Stem cells have remarkable self-renewal ability and differentiation potency, which are critical for tissue repair and tissue homeostasis. Recently it has been found, in many systems (e.g. gut, neurons, and hematopoietic stem cells), that the self-renewal and differentiation balance is maintained when the stem cells divide asymmetrically—one daughter cell that is displaced outside of the stem cell ‘niche’ due to polarity orientation is differentiated while the other daughter cell that is positioned inside of the ‘niche’ is self-renewed. However, how the self-renewal and differentiation is balanced to maintain the tissue homeostasis is poorly understood. Using the Germline Stem Cells (GSCs) of Drosophila male gonad, time-lapse live-cell imaging microscopy, and our customized tracking programs, the movement patterns of spectrosomes (GSC organelle previously shown to regulate spindle orientation) and centrosomes were tracked to quantify the dynamic characteristics, which included velocities, migration distances, spindle angle changes, spindle separation velocities, and angular spindle velocities. These studies provided greater insights of how the asymmetric stem cell division is regulated. Our investigation focuses were twofold: 1) to elucidate how centrosome and spectrosome interact to regulate the asymmetric stem cell division outcome and 2) how pericentriolar matrix (PCM; matrix that envelopes centrosome)/astral microtubules and Adenomatous Polyposis Coli 2 (APC2; adhesion protein) participate in the regulation of asymmetric stem cell divisions in conjunction with spectrosome and non-functional centrosomes. With centrosome compromised through a core protein knockout in the male GSCs, the spectrosome changed localization (to apical position shown to be important in anchoring the mitotic spindle pole in the female GSCs for controlling the spindle orientation) and became stationary. Furthermore, the spectrosomes were also apically positioned when the centrosomes and spindles were misoriented.

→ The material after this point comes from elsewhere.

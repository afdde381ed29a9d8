/// The key under which a Rotif context ID (correlation ID) is stashed on a
/// span when a message carries one in its trace context. Useful for tracing
/// a message from publish through retries to its terminal outcome.
pub const ROTIF_CONTEXT_ID_KEY: &str = "rotif.context-id";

In addition, the spectrosomes were recruited to the apical position when the PCM/astral microtubules were compromised (via cnn mutation) but not APC2. Our results suggest that spectrosome is recruited to the apical cortex to orient the spindle when PCM/astral microtubules are compromised but not APC2. Our dissertation results can be used as a model to control the fate of other stem cell types and spill into potential applications and therapies.